◆ WHAT IS NEEDED
An exact copy is required of the lines from the one with "pub(crate) fn is_none(self)" through the last line of the material below, and of nothing else.
INPUT MATERIAL below:
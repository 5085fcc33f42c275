//! Sentinel-based node handles for arena-backed trees.
//!
//! Tree links are indices into a slab rather than pointers. A reserved
//! sentinel (`usize::MAX`) stands for "no node" so a link is a plain `usize`
//! instead of `Option<usize>`, which halves the size of every link field.

/// Handle to a node slot in a tree arena.
#[derive(Debug, Clone, Copy, PartialEq, Eq, Hash)]
pub(crate) struct NodeIndex(usize);

impl NodeIndex {
    /// The "no node" link.
    pub(crate) const NONE: Self = NodeIndex(usize::MAX);

    /// Wraps a slab key.
    ///
    /// # Panics
    ///
    /// Panics in debug builds if `key` collides with the sentinel.
    #[inline]
    pub(crate) fn new(key: usize) -> Self {
        debug_assert_ne!(key, usize::MAX, "slab key collides with sentinel");
        NodeIndex(key)
    }

    #[inline]
    pub(crate) fn is_none(self) -> bool {
        self == Self::NONE
    }

    #[inline]
    pub(crate) fn is_some(self) -> bool {
        !self.is_none()
    }

    /// Returns the slab key, or `None` for the sentinel.
    #[inline]
    pub(crate) fn get(self) -> Option<usize> {
        if self.is_none() { None } else { Some(self.0) }
    }

    /// Returns the raw slab key. The caller must have checked `is_some`.
    #[inline]
    pub(crate) fn key(self) -> usize {
        debug_assert!(self.is_some(), "dereferenced NONE node index");
        self.0
    }
}

impl Default for NodeIndex {
    fn default() -> Self {
        Self::NONE
    }
}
End of INPUT MATERIAL.
◆ EXERCISE SOLUTION
    pub(crate) fn is_none(self) -> bool {
        self == Self::NONE
    }

    #[inline]
    pub(crate) fn is_some(self) -> bool {
        !self.is_none()
    }

    /// Returns the slab key, or `None` for the sentinel.
    #[inline]
    pub(crate) fn get(self) -> Option<usize> {
        if self.is_none() { None } else { Some(self.0) }
    }

    /// Returns the raw slab key. The caller must have checked `is_some`.
    #[inline]
    pub(crate) fn key(self) -> usize {
        debug_assert!(self.is_some(), "dereferenced NONE node index");
        self.0
    }
}

impl Default for NodeIndex {
    fn default() -> Self {
        Self::NONE
    }
}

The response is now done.